So Foot

“Je suis passionné d’astrophysi­que”

Latéral gauche de l’Atlético de Madrid, Filipe Luis ne se contente pas d’être un disciple radical du cholismo. La science, la politique et les activités qu’il pratique lors de son temps libre sont des sujets que le Brésilien aborde avec la maîtrise du tac

- Par Inako Diaz-Guerra pour El Mundo – ESPAGNE

Il est une heure de l’après-midi et vous venez de terminer votre journée de travail. Que fait un footballeu­r profession­nel avec autant de temps libre?

Rien de fou. Une sieste, parce que je n’ai plus 20 ans, et récupérer les enfants à l’école. Je joue avec eux jusqu’à ce qu’ils se couchent à neuf heures du soir, et ensuite il me reste deux ou trois heures pour regarder un film ou une série. Parfois je quitte ce quotidien et sors dîner le soir, mais ce n’est pas la vie de rockstar…

Vous êtes une exception ou c’est la règle pour tous les joueurs?

C’est l’habitude à avoir si tu souhaites rester en haut de l’affiche à mon âge. Avant, tu peux te permettre plus de fêtes, mais aujourd’hui, tout est routinier. Il faut vivre et respirer football.

Et ça ne vous ennuie pas? Toute cette popularité et cet argent pour vivre à préparer des matchs…

J’ai lu la biographie d’Agassi, qui n’aimait pas le tennis, et je le comprends, parce que je sais combien il est difficile de pratiquer un sport aussi individuel. Mais le football est différent. J’aime venir m’entraîner, être sur le terrain avec tout le monde.
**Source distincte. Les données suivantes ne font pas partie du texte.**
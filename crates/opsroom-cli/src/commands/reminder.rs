//! Reminder commands: the task board and one-off classification.

use clap::Subcommand;
use opsroom_core::{
    classify_with_lead, phase_counts, reminder_board, reminder_message, Config, TaskTimeWindow,
    ALMOST_LATE_MINUTES,
};
use serde::Serialize;

use super::{open_store, resolve_now};

#[derive(Subcommand)]
pub enum ReminderAction {
    /// Show the reminder phase of every open task
    Status {
        /// Evaluate as of this date, YYYY-MM-DD (default: today)
        #[arg(long)]
        date: Option<String>,
        /// Evaluate as of this time, HH:MM (default: now)
        #[arg(long)]
        at: Option<String>,
        /// Print JSON instead of text
        #[arg(long)]
        json: bool,
    },
    /// Classify a single window without touching storage
    Classify {
        /// Scheduled date of the task, YYYY-MM-DD
        #[arg(long)]
        date: String,
        #[arg(long)]
        start: String,
        #[arg(long)]
        due: String,
        #[arg(long)]
        end: String,
        /// Current date, YYYY-MM-DD (default: today)
        #[arg(long)]
        today: Option<String>,
        /// Current time, HH:MM (default: now)
        #[arg(long)]
        at: Option<String>,
        /// Minutes before window end that count as almost late
        #[arg(long, default_value_t = ALMOST_LATE_MINUTES)]
        lead: u32,
        /// Title used for the reminder line
        #[arg(long)]
        title: Option<String>,
    },
}

#[derive(Serialize)]
struct StatusReport<'a> {
    evaluated_at: String,
    counts: opsroom_core::PhaseCounts,
    reminders: &'a [opsroom_core::TaskReminder],
}

pub fn run(action: ReminderAction) -> Result<(), Box<dyn std::error::Error>> {
    match action {
        ReminderAction::Status { date, at, json } => {
            let config = Config::load_or_default();
            let store = open_store(&config)?;
            let now = resolve_now(date.as_deref(), at.as_deref())?;

            let reminders = reminder_board(store.as_ref(), now, config.reminder_settings())?;
            let counts = phase_counts(&reminders);

            if json {
                let report = StatusReport {
                    evaluated_at: now.format("%Y-%m-%d %H:%M").to_string(),
                    counts,
                    reminders: &reminders,
                };
                println!("{}", serde_json::to_string_pretty(&report)?);
            } else if reminders.is_empty() {
                println!("No open tasks.");
            } else {
                for reminder in &reminders {
                    println!("[{:<11}] {}  {}", reminder.phase, reminder.task_id, reminder.message);
                }
                println!(
                    "{} open, {} need attention",
                    reminders.len(),
                    counts.needs_attention()
                );
            }
        }
        ReminderAction::Classify {
            date,
            start,
            due,
            end,
            today,
            at,
            lead,
            title,
        } => {
            let window = TaskTimeWindow::from_strings(&date, &start, &due, &end)?;
            if let Err(err) = window.validate_with(lead) {
                tracing::warn!(%err, "window out of order, classifying anyway");
            }
            let now = resolve_now(today.as_deref(), at.as_deref())?;
            let phase = classify_with_lead(now, &window, lead);
            match title {
                Some(title) => println!(
                    "{phase}: {}",
                    reminder_message(&title, &window.due_time.to_string(), phase)
                ),
                None => println!("{phase}"),
            }
        }
    }
    Ok(())
}
//! Storage-agnostic access to quality tasks and schedules.
//!
//! Callers depend on these traits only, so the in-memory store and the
//! SQLite database can be swapped without touching command code.

mod memory;

pub use memory::MemoryStore;

use crate::error::Result;
use crate::quality::{QualitySchedule, QualityTask};
use crate::window::TimeOfDay;

/// CRUD over task instances.
pub trait TaskRepository {
    /// All tasks ordered by scheduled date, then due time.
    fn list_tasks(&self) -> Result<Vec<QualityTask>>;

    fn get_task(&self, id: &str) -> Result<Option<QualityTask>>;

    /// Fails with `AlreadyExists` when the id is taken.
    fn create_task(&self, task: &QualityTask) -> Result<()>;

    /// Fails with `NotFound` when no task has this id.
    fn update_task(&self, task: &QualityTask) -> Result<()>;

    /// Fails with `NotFound` when no task has this id.
    fn delete_task(&self, id: &str) -> Result<()>;
}

/// CRUD over recurring schedule definitions.
pub trait ScheduleRepository {
    /// All schedules ordered by name.
    fn list_schedules(&self) -> Result<Vec<QualitySchedule>>;

    fn get_schedule(&self, id: &str) -> Result<Option<QualitySchedule>>;

    fn create_schedule(&self, schedule: &QualitySchedule) -> Result<()>;

    fn update_schedule(&self, schedule: &QualitySchedule) -> Result<()>;

    fn delete_schedule(&self, id: &str) -> Result<()>;
}

/// Sort key shared by every backend.
///
/// Due times compare as clock minutes, so `9:00` lands before `10:00`;
/// text that does not parse sorts after every valid time.
pub(crate) fn sort_tasks(tasks: &mut [QualityTask]) {
    let due_minutes = |task: &QualityTask| TimeOfDay::parse(&task.due_time).ok();
    tasks.sort_by(|a, b| {
        a.scheduled_date
            .cmp(&b.scheduled_date)
            .then_with(|| match (due_minutes(a), due_minutes(b)) {
                (Some(x), Some(y)) => x.cmp(&y),
                (Some(_), None) => std::cmp::Ordering::Less,
                (None, Some(_)) => std::cmp::Ordering::Greater,
                (None, None) => a.due_time.cmp(&b.due_time),
            })
            .then_with(|| a.id.cmp(&b.id))
    });
}
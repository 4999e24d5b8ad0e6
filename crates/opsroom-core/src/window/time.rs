use std::fmt;
use std::str::FromStr;

use chrono::{NaiveDate, NaiveTime, Timelike};
use serde::{Deserialize, Deserializer, Serialize, Serializer};

use crate::error::ValidationError;

/// Minutes in one day.
pub const MINUTES_PER_DAY: u16 = 24 * 60;

/// A wall-clock time of day at minute resolution.
///
/// Stored as minutes since midnight so window breakpoints compare as plain
/// integers. Parsed from and displayed as 24-hour `HH:MM`.
#[derive(Debug, Clone, Copy, PartialEq, Eq, PartialOrd, Ord, Hash)]
pub struct TimeOfDay(u16);

impl TimeOfDay {
    pub const MIDNIGHT: TimeOfDay = TimeOfDay(0);

    /// Build from hour and minute, `None` when out of range.
    pub fn from_hm(hour: u32, minute: u32) -> Option<Self> {
        if hour < 24 && minute < 60 {
            Some(Self((hour * 60 + minute) as u16))
        } else {
            None
        }
    }

    /// Truncate a `NaiveTime` to its minute.
    pub fn from_time(time: NaiveTime) -> Self {
        Self((time.hour() * 60 + time.minute()) as u16)
    }

    /// Parse `HH:MM` (a trailing `:SS` is accepted and dropped).
    ///
    /// # Errors
    /// Returns `InvalidTimeFormat` naming `field` when the text is not a
    /// valid 24-hour clock time.
    pub fn parse_field(field: &str, value: &str) -> Result<Self, ValidationError> {
        let invalid = || ValidationError::InvalidTimeFormat {
            field: field.to_string(),
            value: value.to_string(),
        };

        let trimmed = value.trim();
        NaiveTime::parse_from_str(trimmed, "%H:%M")
            .or_else(|_| NaiveTime::parse_from_str(trimmed, "%H:%M:%S"))
            .map(Self::from_time)
            .map_err(|_| invalid())
    }

    /// Normalize a clock field to `HH:MM`, leaving unparseable text as is.
    pub fn canonical(value: &str) -> String {
        Self::parse(value)
            .map(|t| t.to_string())
            .unwrap_or_else(|_| value.to_string())
    }

    /// Parse a time with a generic field name.
    pub fn parse(value: &str) -> Result<Self, ValidationError> {
        Self::parse_field("time", value)
    }

    pub fn minutes(self) -> u16 {
        self.0
    }

    pub fn hour(self) -> u16 {
        self.0 / 60
    }

    pub fn minute(self) -> u16 {
        self.0 % 60
    }

    /// Move earlier by `minutes`, clamping at midnight.
    pub fn saturating_sub_minutes(self, minutes: u32) -> Self {
        Self(u32::from(self.0).saturating_sub(minutes) as u16)
    }
}

impl fmt::Display for TimeOfDay {
    fn fmt(&self, f: &mut fmt::Formatter<'_>) -> fmt::Result {
        write!(f, "{:02}:{:02}", self.hour(), self.minute())
    }
}

impl FromStr for TimeOfDay {
    type Err = ValidationError;

    fn from_str(s: &str) -> Result<Self, Self::Err> {
        Self::parse(s)
    }
}

impl Serialize for TimeOfDay {
    fn serialize<S: Serializer>(&self, serializer: S) -> Result<S::Ok, S::Error> {
        serializer.collect_str(self)
    }
}

impl<'de> Deserialize<'de> for TimeOfDay {
    fn deserialize<D: Deserializer<'de>>(deserializer: D) -> Result<Self, D::Error> {
        let raw = String::deserialize(deserializer)?;
        Self::parse(&raw).map_err(serde::de::Error::custom)
    }
}

/// Parse a `YYYY-MM-DD` calendar date.
pub fn parse_date(value: &str) -> Result<NaiveDate, ValidationError> {
    NaiveDate::parse_from_str(value.trim(), "%Y-%m-%d").map_err(|_| ValidationError::InvalidDate {
        value: value.to_string(),
    })
}
//! Core error types for opsroom-core.
//!
//! All fallible operations in the library return [`Result`], whose error
//! side is the [`CoreError`] hierarchy built with thiserror.

use std::path::PathBuf;
use thiserror::Error;

/// Core error type for opsroom-core.
#[derive(Error, Debug)]
pub enum CoreError {
    /// Database-related errors
    #[error("Database error: {0}")]
    Database(#[from] DatabaseError),

    /// Configuration-related errors
    #[error("Configuration error: {0}")]
    Config(#[from] ConfigError),

    /// Validation errors
    #[error("Validation error: {0}")]
    Validation(#[from] ValidationError),

    /// Task status change not allowed from the current status
    #[error(transparent)]
    Transition(#[from] crate::quality::TaskTransitionError),

    /// Record lookup by id failed
    #[error("{entity} not found: {id}")]
    NotFound { entity: &'static str, id: String },

    /// Record with the same id is already stored
    #[error("{entity} already exists: {id}")]
    AlreadyExists { entity: &'static str, id: String },

    /// IO errors
    #[error("IO error: {0}")]
    Io(#[from] std::io::Error),

    /// Serialization/deserialization errors
    #[error("JSON error: {0}")]
    Json(#[from] serde_json::Error),
}

/// Database-specific errors.
#[derive(Error, Debug)]
pub enum DatabaseError {
    /// Failed to open database connection
    #[error("Failed to open database at {path}: {source}")]
    OpenFailed {
        path: PathBuf,
        #[source]
        source: rusqlite::Error,
    },

    /// Query execution failed
    #[error("Query failed: {0}")]
    QueryFailed(String),

    /// Migration failed
    #[error("Database migration failed: {0}")]
    MigrationFailed(String),

    /// Database is locked
    #[error("Database is locked")]
    Locked,
}

/// Configuration-specific errors.
#[derive(Error, Debug)]
pub enum ConfigError {
    /// Failed to load configuration
    #[error("Failed to load configuration from {path}: {message}")]
    LoadFailed { path: PathBuf, message: String },

    /// Failed to save configuration
    #[error("Failed to save configuration to {path}: {message}")]
    SaveFailed { path: PathBuf, message: String },

    /// Invalid configuration value
    #[error("Invalid configuration value for '{key}': {message}")]
    InvalidValue { key: String, message: String },

    /// Unknown configuration key
    #[error("Unknown configuration key: {0}")]
    UnknownKey(String),

    /// Home or data directory could not be resolved
    #[error("Data directory unavailable: {0}")]
    DataDir(String),
}

/// Validation errors.
#[derive(Error, Debug, Clone, PartialEq, Eq)]
pub enum ValidationError {
    /// A clock time did not parse as 24-hour `HH:MM`
    #[error("Invalid time for '{field}': '{value}' (expected HH:MM)")]
    InvalidTimeFormat { field: String, value: String },

    /// A calendar date did not parse as `YYYY-MM-DD`
    #[error("Invalid date '{value}' (expected YYYY-MM-DD)")]
    InvalidDate { value: String },

    /// Window markers are out of order
    #[error(
        "Inconsistent window: start {window_start}, due {due_time}, almost late {almost_late}, end {window_end}"
    )]
    InconsistentWindow {
        window_start: String,
        due_time: String,
        almost_late: String,
        window_end: String,
    },

    /// Invalid value
    #[error("Invalid value for '{field}': {message}")]
    InvalidValue { field: String, message: String },
}

impl From<rusqlite::Error> for DatabaseError {
    fn from(err: rusqlite::Error) -> Self {
        match &err {
            rusqlite::Error::SqliteFailure(inner, _msg)
                if inner.code == rusqlite::ErrorCode::DatabaseBusy
                    || inner.code == rusqlite::ErrorCode::DatabaseLocked =>
            {
                DatabaseError::Locked
            }
            _ => DatabaseError::QueryFailed(err.to_string()),
        }
    }
}

impl From<rusqlite::Error> for CoreError {
    fn from(err: rusqlite::Error) -> Self {
        CoreError::Database(err.into())
    }
}

/// Result type alias for CoreError
pub type Result<T, E = CoreError> = std::result::Result<T, E>;
//! Integration tests for reminder classification through the repositories.

use chrono::{NaiveDate, NaiveDateTime};
use opsroom_core::{
    classify, classify_now, phase_counts, reminder_board, reminder_message, FixedClock,
    Frequency, MemoryStore, QualityDb, QualitySchedule, QualityTask, ReminderPhase,
    ReminderSettings, ScheduleRepository, TaskRepository, TaskStatus,
};

fn day() -> NaiveDate {
    NaiveDate::from_ymd_opt(2026, 10, 19).unwrap()
}

fn at(date: &str, hm: &str) -> NaiveDateTime {
    NaiveDateTime::parse_from_str(&format!("{date} {hm}"), "%Y-%m-%d %H:%M").unwrap()
}

fn inspection() -> QualityTask {
    let mut task = QualityTask::new("Weld inspection", day(), "09:00", "10:00", "10:15");
    task.id = "qt-weld".to_string();
    task
}

const REFERENCE_TABLE: [(&str, ReminderPhase); 8] = [
    ("08:59", ReminderPhase::Upcoming),
    ("09:00", ReminderPhase::CanStart),
    ("09:59", ReminderPhase::CanStart),
    ("10:00", ReminderPhase::DueNow),
    ("10:09", ReminderPhase::DueNow),
    ("10:10", ReminderPhase::AlmostLate),
    ("10:15", ReminderPhase::AlmostLate),
    ("10:16", ReminderPhase::Overdue),
];

fn assert_reference_table<R>(repo: &R)
where
    R: TaskRepository + ScheduleRepository,
{
    for (hm, expected) in REFERENCE_TABLE {
        let board =
            reminder_board(repo, at("2026-10-19", hm), ReminderSettings::default()).unwrap();
        assert_eq!(board.len(), 1);
        assert_eq!(board[0].phase, expected, "at {hm}");
        assert_eq!(
            board[0].message,
            reminder_message("Weld inspection", "10:00", expected)
        );
    }
}

#[test]
fn memory_store_board_follows_reference_table() {
    let store = MemoryStore::new();
    store.create_task(&inspection()).unwrap();
    assert_reference_table(&store);
}

#[test]
fn sqlite_board_follows_reference_table() {
    let db = QualityDb::open_memory().unwrap();
    db.create_task(&inspection()).unwrap();
    assert_reference_table(&db);
}

#[test]
fn yesterdays_unfinished_task_is_still_upcoming() {
    let db = QualityDb::open_memory().unwrap();
    db.create_task(&inspection()).unwrap();

    let board =
        reminder_board(&db, at("2026-10-20", "12:00"), ReminderSettings::default()).unwrap();
    assert_eq!(board[0].phase, ReminderPhase::Upcoming);
    assert_eq!(board[0].message, "Weld inspection is scheduled for 10:00");
}

#[test]
fn completing_a_task_removes_it_from_the_board() {
    let db = QualityDb::open_memory().unwrap();
    let mut task = inspection();
    db.create_task(&task).unwrap();

    task.start().unwrap();
    db.update_task(&task).unwrap();
    let board =
        reminder_board(&db, at("2026-10-19", "10:12"), ReminderSettings::default()).unwrap();
    assert_eq!(board[0].phase, ReminderPhase::AlmostLate);

    task.complete().unwrap();
    db.update_task(&task).unwrap();
    let board =
        reminder_board(&db, at("2026-10-19", "10:12"), ReminderSettings::default()).unwrap();
    assert!(board.is_empty());
    assert_eq!(
        db.get_task("qt-weld").unwrap().unwrap().status,
        TaskStatus::Completed
    );
}

#[test]
fn file_backed_database_survives_reopen() {
    let dir = tempfile::tempdir().unwrap();
    let path = dir.path().join("opsroom.db");
    {
        let db = QualityDb::open_at(&path).unwrap();
        db.create_task(&inspection()).unwrap();
    }
    let db = QualityDb::open_at(&path).unwrap();
    let task = db.get_task("qt-weld").unwrap().unwrap();
    let window = task.time_window().unwrap();
    assert_eq!(
        classify(at("2026-10-19", "10:10"), &window),
        ReminderPhase::AlmostLate
    );
}

#[test]
fn seeded_store_and_clock_drive_the_same_phases() {
    let store = MemoryStore::seeded(day());
    let clock = FixedClock(at("2026-10-19", "08:10"));

    let board = reminder_board(&store, at("2026-10-19", "08:10"), ReminderSettings::default())
        .unwrap();
    for reminder in &board {
        let task = store.get_task(&reminder.task_id).unwrap().unwrap();
        let window = task.time_window().unwrap();
        assert_eq!(classify_now(&clock, &window), reminder.phase);
    }
    let counts = phase_counts(&board);
    assert_eq!(counts.almost_late, 1);
    assert_eq!(counts.upcoming, 2);
}

fn assert_sorted_by_clock_time<R: TaskRepository>(repo: &R) {
    let ten = QualityTask::new("Ten", day(), "09:30", "10:00", "10:15");
    let eight = QualityTask::new("Eight", day(), "7:30", "8:00", "8:15");
    // rows written before times were normalized on create
    let mut nine = QualityTask::new("Nine", day(), "08:30", "09:00", "09:15");
    nine.due_time = "9:00".to_string();
    for task in [&ten, &nine, &eight] {
        repo.create_task(task).unwrap();
    }

    let titles: Vec<_> = repo
        .list_tasks()
        .unwrap()
        .into_iter()
        .map(|t| t.title)
        .collect();
    assert_eq!(titles, ["Eight", "Nine", "Ten"]);
    assert_eq!(repo.get_task(&eight.id).unwrap().unwrap().due_time, "08:00");
}

#[test]
fn memory_store_orders_single_digit_hours_by_time() {
    assert_sorted_by_clock_time(&MemoryStore::new());
}

#[test]
fn sqlite_orders_single_digit_hours_by_time() {
    let db = QualityDb::open_memory().unwrap();
    assert_sorted_by_clock_time(&db);
    let on_day: Vec<_> = db
        .list_tasks_on("2026-10-19")
        .unwrap()
        .into_iter()
        .map(|t| t.title)
        .collect();
    assert_eq!(on_day, ["Eight", "Nine", "Ten"]);
}

fn assert_schedule_delete_unlinks_tasks<R>(repo: &R)
where
    R: TaskRepository + ScheduleRepository,
{
    let schedule = QualitySchedule::new("Weld audit", Frequency::Daily, "09:00", "10:00", "10:15");
    repo.create_schedule(&schedule).unwrap();
    let mut task = inspection();
    task.schedule_id = Some(schedule.id.clone());
    repo.create_task(&task).unwrap();

    repo.delete_schedule(&schedule.id).unwrap();

    assert!(repo.get_schedule(&schedule.id).unwrap().is_none());
    let kept = repo.get_task("qt-weld").unwrap().unwrap();
    assert!(kept.schedule_id.is_none());
}

#[test]
fn memory_store_schedule_delete_unlinks_tasks() {
    assert_schedule_delete_unlinks_tasks(&MemoryStore::new());
}

#[test]
fn sqlite_schedule_delete_unlinks_tasks() {
    assert_schedule_delete_unlinks_tasks(&QualityDb::open_memory().unwrap());
}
J’ai beaucoup de chance parce que, d’une certaine manière, je travaille peu. Il y a beaucoup de pression, mais peu d’heures, et elles sont bien payées. Quand je regarde autour de moi, je vois les vies des gens. Donc le minimum, c’est de prendre mon travail au sérieux. Je ne changerais de profession pour rien au monde.

Les footballeu­rs vivent-ils dans une bulle?

Sans aucun doute. 80 % d’entre nous sont dans une bulle. Surtout les jeunes, qui souhaitent imiter leurs idoles. Ils croient que s’ils possèdent un baise-en-ville de marque sous le bras, des chaussures à 400 euros et huit tatouages, ils sont déjà des stars et que juste pour cela, les gens doivent les respecter. Ils oublient le monde réel. C’est la bulle classique du footballeu­r: arriver tout en haut et t’acheter une voiture de luxe avec ton premier salaire.

Qu’avez-vous fait avec votre premier salaire?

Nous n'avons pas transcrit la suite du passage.